*** SUPPLIED DATA Section Begins ***

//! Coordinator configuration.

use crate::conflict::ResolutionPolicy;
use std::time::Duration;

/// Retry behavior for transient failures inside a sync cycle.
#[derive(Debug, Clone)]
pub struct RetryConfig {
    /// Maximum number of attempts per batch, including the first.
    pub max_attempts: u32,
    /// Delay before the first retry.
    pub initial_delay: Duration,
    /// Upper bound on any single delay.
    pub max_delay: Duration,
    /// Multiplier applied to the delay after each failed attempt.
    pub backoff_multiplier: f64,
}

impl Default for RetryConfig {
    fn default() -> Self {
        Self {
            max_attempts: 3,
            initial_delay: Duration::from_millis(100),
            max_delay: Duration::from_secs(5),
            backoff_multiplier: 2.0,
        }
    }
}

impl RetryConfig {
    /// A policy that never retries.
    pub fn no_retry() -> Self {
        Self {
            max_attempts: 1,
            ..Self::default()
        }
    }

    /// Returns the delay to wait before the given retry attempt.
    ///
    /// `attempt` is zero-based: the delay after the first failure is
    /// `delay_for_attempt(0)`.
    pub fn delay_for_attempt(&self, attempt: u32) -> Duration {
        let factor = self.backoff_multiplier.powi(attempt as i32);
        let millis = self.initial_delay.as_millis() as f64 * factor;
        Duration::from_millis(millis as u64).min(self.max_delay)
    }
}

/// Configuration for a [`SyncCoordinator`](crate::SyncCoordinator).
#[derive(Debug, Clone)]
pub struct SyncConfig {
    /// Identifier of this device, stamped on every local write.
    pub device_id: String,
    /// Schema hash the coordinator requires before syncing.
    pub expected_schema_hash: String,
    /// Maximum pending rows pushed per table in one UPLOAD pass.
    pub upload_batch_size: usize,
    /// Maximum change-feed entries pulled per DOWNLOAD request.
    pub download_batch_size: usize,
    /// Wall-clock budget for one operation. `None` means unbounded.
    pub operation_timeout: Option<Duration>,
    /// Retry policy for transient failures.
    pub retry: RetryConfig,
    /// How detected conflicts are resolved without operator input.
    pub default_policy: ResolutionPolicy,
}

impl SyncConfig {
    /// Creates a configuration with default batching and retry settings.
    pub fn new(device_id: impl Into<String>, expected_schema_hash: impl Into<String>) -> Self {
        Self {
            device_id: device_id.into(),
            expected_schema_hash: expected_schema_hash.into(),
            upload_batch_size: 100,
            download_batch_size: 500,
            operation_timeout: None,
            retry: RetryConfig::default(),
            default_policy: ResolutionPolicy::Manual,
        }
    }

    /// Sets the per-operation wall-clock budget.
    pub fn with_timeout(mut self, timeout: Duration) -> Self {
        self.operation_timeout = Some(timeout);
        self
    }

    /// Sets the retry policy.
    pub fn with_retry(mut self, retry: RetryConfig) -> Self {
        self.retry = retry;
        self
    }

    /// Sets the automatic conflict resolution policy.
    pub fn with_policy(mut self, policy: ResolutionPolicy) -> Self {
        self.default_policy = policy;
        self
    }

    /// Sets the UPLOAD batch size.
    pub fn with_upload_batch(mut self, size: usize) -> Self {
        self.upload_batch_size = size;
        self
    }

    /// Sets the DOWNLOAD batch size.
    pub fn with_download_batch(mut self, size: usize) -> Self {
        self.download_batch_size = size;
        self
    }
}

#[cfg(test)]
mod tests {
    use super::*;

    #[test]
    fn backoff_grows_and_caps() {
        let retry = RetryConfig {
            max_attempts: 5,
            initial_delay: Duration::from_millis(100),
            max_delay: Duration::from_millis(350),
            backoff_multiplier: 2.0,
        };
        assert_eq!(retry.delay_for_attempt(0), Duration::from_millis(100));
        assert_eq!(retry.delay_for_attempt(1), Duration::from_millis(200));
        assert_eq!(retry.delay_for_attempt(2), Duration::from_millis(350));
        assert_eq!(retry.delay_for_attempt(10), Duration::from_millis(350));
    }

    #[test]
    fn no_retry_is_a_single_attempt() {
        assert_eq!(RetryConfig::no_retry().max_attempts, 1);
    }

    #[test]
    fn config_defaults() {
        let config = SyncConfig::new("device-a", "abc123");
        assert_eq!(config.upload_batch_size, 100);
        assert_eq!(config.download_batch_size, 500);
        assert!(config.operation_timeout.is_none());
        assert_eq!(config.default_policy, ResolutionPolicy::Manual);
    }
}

*** SUPPLIED DATA Section Ends ***

> [WHAT YOU NEED TO DO]
Write the data out again in full and exactly.

> [SOLUTION TO THE EXERCISE]
//! Coordinator configuration.

use crate::conflict::ResolutionPolicy;
use std::time::Duration;

/// Retry behavior for transient failures inside a sync cycle.
#[derive(Debug, Clone)]
pub struct RetryConfig {
    /// Maximum number of attempts per batch, including the first.
    pub max_attempts: u32,
    /// Delay before the first retry.
    pub initial_delay: Duration,
    /// Upper bound on any single delay.
    pub max_delay: Duration,
    /// Multiplier applied to the delay after each failed attempt.
    pub backoff_multiplier: f64,
}

impl Default for RetryConfig {
    fn default() -> Self {
        Self {
            max_attempts: 3,
            initial_delay: Duration::from_millis(100),
            max_delay: Duration::from_secs(5),
            backoff_multiplier: 2.0,
        }
    }
}

impl RetryConfig {
    /// A policy that never retries.
    pub fn no_retry() -> Self {
        Self {
            max_attempts: 1,
            ..Self::default()
        }
    }

    /// Returns the delay to wait before the given retry attempt.
    ///
    /// `attempt` is zero-based: the delay after the first failure is
    /// `delay_for_attempt(0)`.
    pub fn delay_for_attempt(&self, attempt: u32) -> Duration {
        let factor = self.backoff_multiplier.powi(attempt as i32);
        let millis = self.initial_delay.as_millis() as f64 * factor;
        Duration::from_millis(millis as u64).min(self.max_delay)
    }
}

/// Configuration for a [`SyncCoordinator`](crate::SyncCoordinator).
#[derive(Debug, Clone)]
pub struct SyncConfig {
    /// Identifier of this device, stamped on every local write.
    pub device_id: String,
    /// Schema hash the coordinator requires before syncing.
    pub expected_schema_hash: String,
    /// Maximum pending rows pushed per table in one UPLOAD pass.
    pub upload_batch_size: usize,
    /// Maximum change-feed entries pulled per DOWNLOAD request.
    pub download_batch_size: usize,
    /// Wall-clock budget for one operation. `None` means unbounded.
    pub operation_timeout: Option<Duration>,
    /// Retry policy for transient failures.
    pub retry: RetryConfig,
    /// How detected conflicts are resolved without operator input.
    pub default_policy: ResolutionPolicy,
}

impl SyncConfig {
    /// Creates a configuration with default batching and retry settings.
    pub fn new(device_id: impl Into<String>, expected_schema_hash: impl Into<String>) -> Self {
        Self {
            device_id: device_id.into(),
            expected_schema_hash: expected_schema_hash.into(),
            upload_batch_size: 100,
            download_batch_size: 500,
            operation_timeout: None,
            retry: RetryConfig::default(),
            default_policy: ResolutionPolicy::Manual,
        }
    }

    /// Sets the per-operation wall-clock budget.
    pub fn with_timeout(mut self, timeout: Duration) -> Self {
        self.operation_timeout = Some(timeout);
        self
    }

    /// Sets the retry policy.
    pub fn with_retry(mut self, retry: RetryConfig) -> Self {
        self.retry = retry;
        self
    }

    /// Sets the automatic conflict resolution policy.
    pub fn with_policy(mut self, policy: ResolutionPolicy) -> Self {
        self.default_policy = policy;
        self
    }

    /// Sets the UPLOAD batch size.
    pub fn with_upload_batch(mut self, size: usize) -> Self {
        self.upload_batch_size = size;
        self
    }

    /// Sets the DOWNLOAD batch size.
    pub fn with_download_batch(mut self, size: usize) -> Self {
        self.download_batch_size = size;
        self
    }
}

#[cfg(test)]
mod tests {
    use super::*;

    #[test]
    fn backoff_grows_and_caps() {
        let retry = RetryConfig {
            max_attempts: 5,
            initial_delay: Duration::from_millis(100),
            max_delay: Duration::from_millis(350),
            backoff_multiplier: 2.0,
        };
        assert_eq!(retry.delay_for_attempt(0), Duration::from_millis(100));
        assert_eq!(retry.delay_for_attempt(1), Duration::from_millis(200));
        assert_eq!(retry.delay_for_attempt(2), Duration::from_millis(350));
        assert_eq!(retry.delay_for_attempt(10), Duration::from_millis(350));
    }

    #[test]
    fn no_retry_is_a_single_attempt() {
        assert_eq!(RetryConfig::no_retry().max_attempts, 1);
    }

    #[test]
    fn config_defaults() {
        let config = SyncConfig::new("device-a", "abc123");
        assert_eq!(config.upload_batch_size, 100);
        assert_eq!(config.download_batch_size, 500);
        assert!(config.operation_timeout.is_none());
        assert_eq!(config.default_policy, ResolutionPolicy::Manual);
    }
}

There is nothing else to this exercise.